-- Exercise materials follows --

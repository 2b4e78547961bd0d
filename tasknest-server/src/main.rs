mod config;

mod app;
mod ctx;
mod db;
mod errors;
mod field_set;
mod notes;
mod openapi;
mod shared;
mod state;
mod tasks;
mod users;

use std::net::SocketAddr;

use app::AppParams;
pub use config::config;
pub use db::{init_db, DB};
pub use errors::{Error, Result};
use tokio::net::TcpListener;

#[tokio::main]
async fn main() -> errors::Result<()> {
    let config = config();

    shared::tracing::setup_tracing(config);

    let conn = init_db().await?;

    let (app, _api) = app::create(AppParams {
        db: conn,
        router: app::routes,
    })
    .await?;

    let app = shared::tracing::add_tracing_layer(app);

    let listener = TcpListener::bind(config.addr())
        .await
        .map_err(|e| Error::Unexpected(format!("cannot bind {}: {e}", config.addr())))?;

    if let Ok(addr) = listener.local_addr() {
        tracing::info!("listening on http://{addr}");
    }

    axum::serve(listener, app.into_make_service_with_connect_info::<SocketAddr>())
        .with_graceful_shutdown(shutdown_signal())
        .await
        .map_err(|e| Error::Unexpected(e.to_string()))?;

    tracing::info!("server stopped");

    Ok(())
}

async fn shutdown_signal() {
    if let Err(error) = tokio::signal::ctrl_c().await {
        tracing::error!("failed to listen for shutdown signal: {error}");
        std::future::pending::<()>().await;
    }
    tracing::info!("shutting down");
}
use axum::extract::FromRef;

use crate::db::DB;

#[derive(FromRef, Clone)]
pub struct AppState {
    pub conn: DB,
}
//! Client side of Tasknest: a session-scoped cache of the current user's notes
//! and tasks that works offline as a guest and mirrors the REST API once the
//! user signs in.

pub mod api;
pub mod config;
pub mod error;
pub mod model;
pub mod session;
pub mod sync;

mod collection;

pub use api::{Api, HttpApi};
pub use config::ClientConfig;
pub use error::{Error, Result};
pub use model::{NewNote, NewTask, Note, NoteChanges, RowId, Summary, Task, TaskChanges, User, UserId};
pub use session::{FileSessionStore, MemorySessionStore, SessionStore};
pub use sync::{DataSync, Mode};
mod handlers;
mod model;
mod routes;

pub use model::*;

use crate::{openapi::aide::axum::ApiRouter, state::AppState};

pub fn router(state: AppState) -> ApiRouter {
    ApiRouter::new().merge(routes::router(state.clone()))
}
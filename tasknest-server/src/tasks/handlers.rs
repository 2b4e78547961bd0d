use rusqlite::{named_params, params, Row};
use sea_query::Iden;

use crate::{
    ctx::BaseParams,
    db,
    field_set::{FieldSet, FieldSpec, Payload},
    users::UserId,
    Error, Result,
};

use super::{CreateTask, Task, TaskId};

#[derive(Iden, Clone, Copy)]
pub enum Tasks {
    Table,
    Id,
    Title,
    Description,
    CreationDate,
    DueDate,
    Completed,
    IsPinned,
    Priority,
    Category,
    UserId,
}

const TASK_FIELDS: &[FieldSpec<Tasks>] = &[
    FieldSpec::text(Tasks::Title, &["title"]),
    FieldSpec::text(Tasks::Description, &["description"]),
    FieldSpec::flag(Tasks::Completed, &["completed"]),
    FieldSpec::date(Tasks::DueDate, &["dueDate", "due_date"]),
    FieldSpec::date(Tasks::CreationDate, &["creationDate", "creation_date"]),
    FieldSpec::flag(Tasks::IsPinned, &["isPinned", "is_pinned"]),
    FieldSpec::text(Tasks::Priority, &["priority"]),
    FieldSpec::text(Tasks::Category, &["category"]),
];

impl<'a> TryFrom<&Row<'a>> for Task {
    type Error = rusqlite::Error;

    fn try_from(row: &Row<'a>) -> std::result::Result<Self, Self::Error> {
        Ok(Self {
            id: row.get(0)?,
            title: row.get(1)?,
            description: row.get(2)?,
            creation_date: row.get(3)?,
            due_date: row.get(4)?,
            completed: row.get(5)?,
            is_pinned: row.get(6)?,
            priority: row.get(7)?,
            category: row.get(8)?,
            user_id: row.get(9)?,
        })
    }
}

pub async fn find_tasks(user_id: UserId, BaseParams { db }: BaseParams) -> Result<Vec<Task>> {
    db.call(move |conn| {
        let tasks = conn
            .prepare(
                r#"SELECT id, title, description, creation_date, due_date, completed, is_pinned, priority, category, user_id
                FROM tasks WHERE user_id = ? ORDER BY id"#,
            )?
            .query_map(params![user_id], |row| Task::try_from(row))?
            .collect::<std::result::Result<Vec<_>, _>>()?;
        Ok(tasks)
    })
    .await
    .map_err(db::Error::from)
    .map_err(Error::from)
}

pub async fn create_task(args: CreateTask, BaseParams { db }: BaseParams) -> Result<Task> {
    let creation_date = args.creation_date.unwrap_or_else(chrono::Utc::now);
    db.call(move |conn| {
        conn.query_row(
            r#"INSERT INTO tasks (title, description, creation_date, due_date, completed, is_pinned, priority, category, user_id)
            VALUES (:title, :description, :creation_date, :due_date, :completed, :is_pinned, :priority, :category, :user_id)
            RETURNING id, title, description, creation_date, due_date, completed, is_pinned, priority, category, user_id"#,
            named_params! {
                ":title": args.title,
                ":description": args.description,
                ":creation_date": creation_date,
                ":due_date": args.due_date,
                ":completed": args.completed,
                ":is_pinned": args.is_pinned,
                ":priority": args.priority,
                ":category": args.category,
                ":user_id": args.user_id,
            },
            |row| Task::try_from(row),
        )
        .map_err(|e| e.into())
    })
    .await
    .map_err(db::Error::from)
    .map_err(Error::from)
}

/// Applies the qualifying fields of `payload`, then reads the row back.
pub async fn update_task(task_id: TaskId, payload: Payload, BaseParams { db }: BaseParams) -> Result<Task> {
    let fields = FieldSet::build(task_id, &payload, TASK_FIELDS)?;

    db.call(move |conn| {
        if fields.execute(conn, Tasks::Table, Tasks::Id)? == 0 {
            return Err(rusqlite::Error::QueryReturnedNoRows.into());
        }

        conn.query_row(
            r#"SELECT id, title, description, creation_date, due_date, completed, is_pinned, priority, category, user_id
            FROM tasks WHERE id = ?"#,
            params![task_id],
            |row| Task::try_from(row),
        )
        .map_err(|e| e.into())
    })
    .await
    .map_err(db::Error::from)
    .map_err(|e| e.not_found_message("Task not found"))
    .map_err(Error::from)
}

pub async fn delete_task(task_id: TaskId, BaseParams { db }: BaseParams) -> Result<()> {
    db.call(move |conn| {
        match conn.execute("DELETE FROM tasks WHERE id = ?", params![task_id])? {
            0 => Err(rusqlite::Error::QueryReturnedNoRows.into()),
            _ => Ok(()),
        }
    })
    .await
    .map_err(db::Error::from)
    .map_err(|e| e.not_found_message("Task not found"))
    .map_err(Error::from)
}
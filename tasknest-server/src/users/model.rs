use rusqlite::Row;
use schemars::JsonSchema;
use serde::{Deserialize, Serialize};

use crate::{field_set::Payload, Error, Result};

pub type UserId = i64;

/// Public view of a user; the password hash never leaves the store.
#[derive(Debug, Clone, Serialize, Deserialize, JsonSchema)]
#[serde(rename_all = "camelCase")]
pub struct User {
    pub id: UserId,
    pub full_name: String,
    pub email: String,
}

impl<'a> TryFrom<&Row<'a>> for User {
    type Error = rusqlite::Error;

    fn try_from(row: &Row<'a>) -> std::result::Result<Self, Self::Error> {
        Ok(Self {
            id: row.get(0)?,
            full_name: row.get(1)?,
            email: row.get(2)?,
        })
    }
}

/// Task counts for the dashboard, relative to the moment of the query.
#[derive(Debug, Default, Clone, Copy, PartialEq, Eq, Serialize, Deserialize, JsonSchema)]
pub struct Summary {
    pub completed: u32,
    pub pending: u32,
    pub overdue: u32,
}

#[derive(Debug, Clone, Serialize, Deserialize, JsonSchema)]
pub struct AuthMessage {
    pub success: bool,
    pub message: String,
}

impl AuthMessage {
    pub fn ok(message: impl Into<String>) -> Self {
        Self {
            success: true,
            message: message.into(),
        }
    }
}

/// Login never fails with an error status for bad credentials; `success` says it all.
#[derive(Debug, Clone, Serialize, Deserialize, JsonSchema)]
#[serde(rename_all = "camelCase")]
pub struct LoginResponse {
    pub success: bool,
    #[serde(skip_serializing_if = "Option::is_none")]
    pub user_id: Option<UserId>,
    #[serde(skip_serializing_if = "Option::is_none")]
    pub message: Option<String>,
}

impl LoginResponse {
    pub fn accepted(user_id: UserId) -> Self {
        Self {
            success: true,
            user_id: Some(user_id),
            message: None,
        }
    }

    pub fn rejected(message: impl Into<String>) -> Self {
        Self {
            success: false,
            user_id: None,
            message: Some(message.into()),
        }
    }
}

#[derive(Debug, Clone)]
pub struct Signup {
    pub full_name: String,
    pub email: String,
    pub password: String,
}

impl TryFrom<&Payload> for Signup {
    type Error = Error;

    fn try_from(payload: &Payload) -> Result<Self> {
        match (
            payload.required_text(&["fullName", "full_name"]),
            payload.required_text(&["email"]),
            payload.required_text(&["password"]),
        ) {
            (Some(full_name), Some(email), Some(password)) => Ok(Self {
                full_name: full_name.trim().to_owned(),
                email: email.trim().to_owned(),
                password,
            }),
            _ => Err(Error::bad_request("All fields are required")),
        }
    }
}

#[derive(Clone)]
pub struct Login {
    pub email: String,
    pub password: String,
}

impl TryFrom<&Payload> for Login {
    type Error = Error;

    fn try_from(payload: &Payload) -> Result<Self> {
        match (payload.required_text(&["email"]), payload.required_text(&["password"])) {
            (Some(email), Some(password)) => Ok(Self {
                email: email.trim().to_owned(),
                password,
            }),
            _ => Err(Error::bad_request("Email and password are required")),
        }
    }
}

#[derive(Clone)]
pub struct ResetPassword {
    pub user_id: UserId,
    pub old_password: String,
    pub new_password: String,
}

impl TryFrom<&Payload> for ResetPassword {
    type Error = Error;

    fn try_from(payload: &Payload) -> Result<Self> {
        match (
            payload.id(&["userId", "user_id"]),
            payload.required_text(&["oldPassword", "old_password"]),
            payload.required_text(&["newPassword", "new_password"]),
        ) {
            (Some(user_id), Some(old_password), Some(new_password)) => Ok(Self {
                user_id,
                old_password,
                new_password,
            }),
            _ => Err(Error::bad_request("All fields are required")),
        }
    }
}
use rusqlite::{named_params, params, OptionalExtension};

use crate::{ctx::BaseParams, db, Error, Result};

use super::{password, Login, LoginResponse, ResetPassword, Signup, Summary, User, UserId};

pub async fn find_users(BaseParams { db }: BaseParams) -> Result<Vec<User>> {
    db.call(|conn| {
        let users = conn
            .prepare("SELECT id, full_name, email FROM users ORDER BY id")?
            .query_map([], |row| User::try_from(row))?
            .collect::<std::result::Result<Vec<_>, _>>()?;
        Ok(users)
    })
    .await
    .map_err(db::Error::from)
    .map_err(Error::from)
}

pub async fn get_user(user_id: UserId, BaseParams { db }: BaseParams) -> Result<User> {
    db.call(move |conn| {
        conn.query_row(
            "SELECT id, full_name, email FROM users WHERE id = ?",
            params![user_id],
            |row| User::try_from(row),
        )
        .map_err(|e| e.into())
    })
    .await
    .map_err(db::Error::from)
    .map_err(|e| e.not_found_message("User not found"))
    .map_err(Error::from)
}

pub async fn summary(user_id: UserId, BaseParams { db }: BaseParams) -> Result<Summary> {
    let now = chrono::Utc::now();
    db.call(move |conn| {
        conn.query_row(
            r#"SELECT
                COALESCE(SUM(completed), 0),
                COALESCE(SUM(NOT completed AND (due_date IS NULL OR due_date >= :now)), 0),
                COALESCE(SUM(NOT completed AND due_date < :now), 0)
            FROM tasks WHERE user_id = :user_id"#,
            named_params! { ":now": now, ":user_id": user_id },
            |row| {
                Ok(Summary {
                    completed: row.get(0)?,
                    pending: row.get(1)?,
                    overdue: row.get(2)?,
                })
            },
        )
        .map_err(|e| e.into())
    })
    .await
    .map_err(db::Error::from)
    .map_err(Error::from)
}

pub async fn signup(Signup { full_name, email, password }: Signup, BaseParams { db }: BaseParams) -> Result<UserId> {
    let lookup = email.clone();
    let taken = db
        .call(move |conn| {
            conn.query_row("SELECT 1 FROM users WHERE email = ?", [lookup], |_| Ok(()))
                .optional()
                .map_err(|e| e.into())
        })
        .await
        .map_err(db::Error::from)?
        .is_some();

    if taken {
        return Err(Error::bad_request("Email already in use"));
    }

    let hash = password::hash(password).await?;

    let user_id = db
        .call(move |conn| {
            conn.query_row(
                "INSERT INTO users (full_name, email, password) VALUES (?, ?, ?) RETURNING id",
                params![full_name, email, hash],
                |row| row.get::<_, UserId>(0),
            )
            .map_err(|e| e.into())
        })
        .await
        .map_err(db::Error::from)
        .map_err(|e| {
            // lost a race against a concurrent signup with the same email
            if e.is_unique_violation() {
                Error::bad_request("Email already in use")
            } else {
                Error::from(e)
            }
        })?;

    tracing::info!(user_id, "user registered");

    Ok(user_id)
}

pub async fn login(Login { email, password }: Login, BaseParams { db }: BaseParams) -> Result<LoginResponse> {
    let credentials = db
        .call(move |conn| {
            conn.query_row("SELECT id, password FROM users WHERE email = ?", [email], |row| {
                Ok((row.get::<_, UserId>(0)?, row.get::<_, String>(1)?))
            })
            .optional()
            .map_err(|e| e.into())
        })
        .await
        .map_err(db::Error::from)?;

    let Some((user_id, hash)) = credentials else {
        return Ok(LoginResponse::rejected("User not found"));
    };

    if !password::verify(password, hash).await? {
        return Ok(LoginResponse::rejected("Wrong password"));
    }

    tracing::info!(user_id, "user logged in");

    Ok(LoginResponse::accepted(user_id))
}

pub async fn reset_password(
    ResetPassword {
        user_id,
        old_password,
        new_password,
    }: ResetPassword,
    BaseParams { db }: BaseParams,
) -> Result<()> {
    let hash = db
        .call(move |conn| {
            conn.query_row("SELECT password FROM users WHERE id = ?", [user_id], |row| {
                row.get::<_, String>(0)
            })
            .map_err(|e| e.into())
        })
        .await
        .map_err(db::Error::from)
        .map_err(|e| e.not_found_message("User not found"))?;

    if !password::verify(old_password, hash).await? {
        return Err(Error::Unauthorized("Wrong password".into()));
    }

    let hash = password::hash(new_password).await?;

    db.call(move |conn| {
        conn.execute("UPDATE users SET password = ? WHERE id = ?", params![hash, user_id])?;
        Ok(())
    })
    .await
    .map_err(db::Error::from)?;

    tracing::info!(user_id, "password reset");

    Ok(())
}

-- Exercise materials concluded --

_Description of the task_.
Go through the entries and copy each line holding the string "CreateTask".

_Problem solution_.
use super::{CreateTask, Task, TaskId};
pub async fn create_task(args: CreateTask, BaseParams { db }: BaseParams) -> Result<Task> {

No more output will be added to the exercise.